- Given entries -
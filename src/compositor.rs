//! Compositor.
//!
//! Paints a `PlacementList` into three transparent layers and flattens them
//! into one bitmap. Icon adjustments (resize, crop, brightness, masks and the
//! background tint) run on `image` buffers; vector shapes and pixmap
//! compositing run on `tiny_skia`.

use crate::asset::AssetProvider;
use crate::error::CardError;
use crate::font::{FontProvider, NORMAL};
use crate::placement::{
    BoundingBox, IconOp, IconPaint, LinePaint, Paint, PlacementList, PolygonPaint, RectPaint,
    Rgba, TextPaint, ZLayer,
};
use image::imageops::{self, FilterType};
use image::{DynamicImage, RgbaImage};
use tiny_skia::{
    FillRule, IntSize, Path, PathBuilder, Pixmap, PixmapPaint, Rect, Stroke, Transform,
};

/// Overlay blend of one channel, `base` drawn under `top`.
///
/// Dark `top` values multiply, light ones screen.
///
/// # Examples
///
/// ```rust
/// use buildcard::compositor::overlay_channel;
///
/// assert_eq!(overlay_channel(0, 200), 0);
/// assert_eq!(overlay_channel(255, 10), 255);
/// assert_eq!(overlay_channel(100, 255), 200);
/// ```
pub fn overlay_channel(top: u8, base: u8) -> u8 {
    let (top, base) = (top as u32, base as u32);
    let value = if top < 128 {
        2 * top * base / 255
    } else {
        255 - 2 * (255 - top) * (255 - base) / 255
    };
    value.min(255) as u8
}

/// Alpha of `pastes` stacked copies of a pixel with alpha `alpha`.
///
/// # Examples
///
/// ```rust
/// use buildcard::compositor::fold_emphasis;
///
/// assert_eq!(fold_emphasis(255, 3), 255);
/// assert_eq!(fold_emphasis(0, 4), 0);
/// assert_eq!(fold_emphasis(128, 1), 128);
/// assert!(fold_emphasis(128, 2) > 128);
/// ```
pub fn fold_emphasis(alpha: u8, pastes: u8) -> u8 {
    if pastes <= 1 || alpha == 0 || alpha == 255 {
        return alpha;
    }
    let clear = 1.0 - alpha as f32 / 255.0;
    let folded = 1.0 - clear.powi(pastes as i32);
    (folded * 255.0).round().clamp(0.0, 255.0) as u8
}

fn premultiply_rgba_in_place(bytes: &mut [u8]) {
    for pixel in bytes.chunks_exact_mut(4) {
        let alpha = pixel[3] as u16;
        pixel[0] = ((pixel[0] as u16 * alpha + 127) / 255) as u8;
        pixel[1] = ((pixel[1] as u16 * alpha + 127) / 255) as u8;
        pixel[2] = ((pixel[2] as u16 * alpha + 127) / 255) as u8;
    }
}

fn unpremultiply_rgba_in_place(bytes: &mut [u8]) {
    for pixel in bytes.chunks_exact_mut(4) {
        let alpha = pixel[3] as u16;
        if alpha == 0 {
            pixel[..3].fill(0);
            continue;
        }
        for channel in &mut pixel[..3] {
            *channel = ((*channel as u16 * 255 + alpha / 2) / alpha).min(255) as u8;
        }
    }
}

/// Convert a straight-alpha image to a premultiplied pixmap.
///
/// Returns `None` for empty images.
fn to_pixmap(image: RgbaImage) -> Option<Pixmap> {
    let size = IntSize::from_wh(image.width(), image.height())?;
    let mut data = image.into_raw();
    premultiply_rgba_in_place(&mut data);
    Pixmap::from_vec(data, size)
}

fn skia_paint(color: Rgba) -> tiny_skia::Paint<'static> {
    let mut paint = tiny_skia::Paint::default();
    paint.set_color_rgba8(color[0], color[1], color[2], color[3]);
    paint.anti_alias = true;
    paint
}

fn rounded_rect(bounds: &BoundingBox, radius: f32) -> Option<Path> {
    let rect = Rect::from_xywh(bounds.x, bounds.y, bounds.width, bounds.height)?;
    let r = radius.min(bounds.width / 2.0).min(bounds.height / 2.0).max(0.0);
    if r == 0.0 {
        return Some(PathBuilder::from_rect(rect));
    }

    let (left, top, right, bottom) = (rect.left(), rect.top(), rect.right(), rect.bottom());
    let mut pb = PathBuilder::new();
    pb.move_to(left + r, top);
    pb.line_to(right - r, top);
    pb.quad_to(right, top, right, top + r);
    pb.line_to(right, bottom - r);
    pb.quad_to(right, bottom, right - r, bottom);
    pb.line_to(left + r, bottom);
    pb.quad_to(left, bottom, left, bottom - r);
    pb.line_to(left, top + r);
    pb.quad_to(left, top, left + r, top);
    pb.close();
    pb.finish()
}

/// The three paint layers of a card.
struct Layers {
    background: Pixmap,
    foreground: Pixmap,
    text: Pixmap,
}

impl Layers {
    fn new(width: u32, height: u32) -> Result<Self, CardError> {
        let alloc = || {
            Pixmap::new(width, height).ok_or_else(|| {
                CardError::InvalidInput(format!("cannot allocate a {width}x{height} canvas"))
            })
        };
        Ok(Self {
            background: alloc()?,
            foreground: alloc()?,
            text: alloc()?,
        })
    }

    fn get_mut(&mut self, layer: ZLayer) -> &mut Pixmap {
        match layer {
            ZLayer::Background => &mut self.background,
            ZLayer::Foreground => &mut self.foreground,
            ZLayer::Text => &mut self.text,
        }
    }

    /// Text over foreground, then the result over background.
    fn flatten(mut self) -> Result<RgbaImage, CardError> {
        let paint = PixmapPaint::default();
        self.foreground
            .draw_pixmap(0, 0, self.text.as_ref(), &paint, Transform::identity(), None);
        self.background
            .draw_pixmap(0, 0, self.foreground.as_ref(), &paint, Transform::identity(), None);

        let (width, height) = (self.background.width(), self.background.height());
        let mut data = self.background.take();
        unpremultiply_rgba_in_place(&mut data);
        RgbaImage::from_raw(width, height, data)
            .ok_or_else(|| CardError::Encode("canvas buffer size mismatch".to_string()))
    }
}

/// Paints placement lists.
pub struct Compositor<'a> {
    assets: &'a dyn AssetProvider,
    fonts: &'a dyn FontProvider,
}

impl<'a> Compositor<'a> {
    pub fn new(assets: &'a dyn AssetProvider, fonts: &'a dyn FontProvider) -> Self {
        Self { assets, fonts }
    }

    /// Paint every placement and flatten the layers.
    ///
    /// The output has the list's canvas size.
    ///
    /// # Errors
    ///
    /// `CardError::AssetUnavailable` if any referenced image, including a
    /// mask, cannot be resolved. Nothing is returned in that case.
    pub fn compose(&self, placements: &PlacementList) -> Result<RgbaImage, CardError> {
        let mut layers = Layers::new(placements.width, placements.height)?;

        for placement in placements.iter() {
            let target = layers.get_mut(placement.layer);
            match &placement.paint {
                Paint::Icon(icon) => self.draw_icon(target, &placement.bounds, icon)?,
                Paint::Text(text) => self.draw_text(target, &placement.bounds, text)?,
                Paint::Rect(rect) => draw_rect(target, &placement.bounds, rect),
                Paint::Line(line) => draw_line(target, line),
                Paint::Polygon(polygon) => draw_polygon(target, polygon),
            }
        }

        layers.flatten()
    }

    /// Resolve an icon and run its adjustments.
    pub fn prepare_icon(&self, icon: &IconPaint) -> Result<RgbaImage, CardError> {
        let mut image = self.assets.resolve(&icon.asset)?;
        for op in &icon.ops {
            image = self.apply(image, op)?;
        }
        if icon.emphasis > 1 {
            for pixel in image.pixels_mut() {
                pixel.0[3] = fold_emphasis(pixel.0[3], icon.emphasis);
            }
        }
        Ok(image)
    }

    fn apply(&self, mut image: RgbaImage, op: &IconOp) -> Result<RgbaImage, CardError> {
        match op {
            IconOp::Resize { width, height } => {
                if image.dimensions() == (*width, *height) {
                    return Ok(image);
                }
                Ok(imageops::resize(&image, *width, *height, FilterType::CatmullRom))
            }
            IconOp::Crop {
                x,
                y,
                width,
                height,
            } => Ok(imageops::crop_imm(&image, *x, *y, *width, *height).to_image()),
            IconOp::Brightness(factor) => {
                for pixel in image.pixels_mut() {
                    for channel in &mut pixel.0[..3] {
                        *channel = (*channel as f32 * factor).round().clamp(0.0, 255.0) as u8;
                    }
                }
                Ok(image)
            }
            IconOp::Mask { asset, invert } => {
                let mask = DynamicImage::ImageRgba8(self.assets.resolve(asset)?).to_luma8();
                let mask = imageops::resize(&mask, image.width(), image.height(), FilterType::Nearest);
                for (pixel, coverage) in image.pixels_mut().zip(mask.pixels()) {
                    let keep = if *invert { 255 - coverage.0[0] } else { coverage.0[0] };
                    pixel.0[3] = (pixel.0[3] as u16 * keep as u16 / 255) as u8;
                }
                Ok(image)
            }
            IconOp::Overlay(tint) => {
                for pixel in image.pixels_mut() {
                    for (channel, top) in pixel.0.iter_mut().zip(tint) {
                        *channel = overlay_channel(*top, *channel);
                    }
                }
                Ok(image)
            }
        }
    }

    fn draw_icon(&self, target: &mut Pixmap, bounds: &BoundingBox, icon: &IconPaint) -> Result<(), CardError> {
        let image = self.prepare_icon(icon)?;
        let Some(pixmap) = to_pixmap(image) else {
            tracing::debug!(path = %icon.asset.path, "Empty icon skipped");
            return Ok(());
        };
        target.draw_pixmap(
            bounds.x.round() as i32,
            bounds.y.round() as i32,
            pixmap.as_ref(),
            &PixmapPaint::default(),
            Transform::identity(),
            None,
        );
        Ok(())
    }

    fn draw_text(&self, target: &mut Pixmap, bounds: &BoundingBox, text: &TextPaint) -> Result<(), CardError> {
        let font = self.fonts.font(NORMAL, text.size)?;
        let mask = font.rasterize(&text.text);
        let [r, g, b, a] = text.color;
        let glyphs = RgbaImage::from_fn(mask.width(), mask.height(), |x, y| {
            let coverage = mask.get_pixel(x, y).0[0] as u16;
            image::Rgba([r, g, b, (coverage * a as u16 / 255) as u8])
        });

        if let Some(pixmap) = to_pixmap(glyphs) {
            target.draw_pixmap(
                bounds.x.round() as i32,
                bounds.y.round() as i32,
                pixmap.as_ref(),
                &PixmapPaint::default(),
                Transform::identity(),
                None,
            );
        }
        Ok(())
    }
}

fn draw_rect(target: &mut Pixmap, bounds: &BoundingBox, rect: &RectPaint) {
    let Some(path) = rounded_rect(bounds, rect.radius) else {
        return;
    };
    target.fill_path(&path, &skia_paint(rect.fill), FillRule::Winding, Transform::identity(), None);

    if let Some((color, width)) = rect.outline {
        let stroke = Stroke {
            width,
            ..Stroke::default()
        };
        target.stroke_path(&path, &skia_paint(color), &stroke, Transform::identity(), None);
    }
}

fn draw_line(target: &mut Pixmap, line: &LinePaint) {
    let mut pb = PathBuilder::new();
    pb.move_to(line.from.0, line.from.1);
    pb.line_to(line.to.0, line.to.1);
    let Some(path) = pb.finish() else {
        return;
    };
    let stroke = Stroke {
        width: line.width,
        ..Stroke::default()
    };
    target.stroke_path(&path, &skia_paint(line.color), &stroke, Transform::identity(), None);
}

fn draw_polygon(target: &mut Pixmap, polygon: &PolygonPaint) {
    let Some((first, rest)) = polygon.points.split_first() else {
        return;
    };
    let mut pb = PathBuilder::new();
    pb.move_to(first.0, first.1);
    for (x, y) in rest {
        pb.line_to(*x, *y);
    }
    pb.close();
    if let Some(path) = pb.finish() {
        target.fill_path(&path, &skia_paint(polygon.fill), FillRule::Winding, Transform::identity(), None);
    }
}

- Problem statement -
List the lines of the records where "three" occurs.

- Written solution -
//! Paints a `PlacementList` into three transparent layers and flattens them
/// The three paint layers of a card.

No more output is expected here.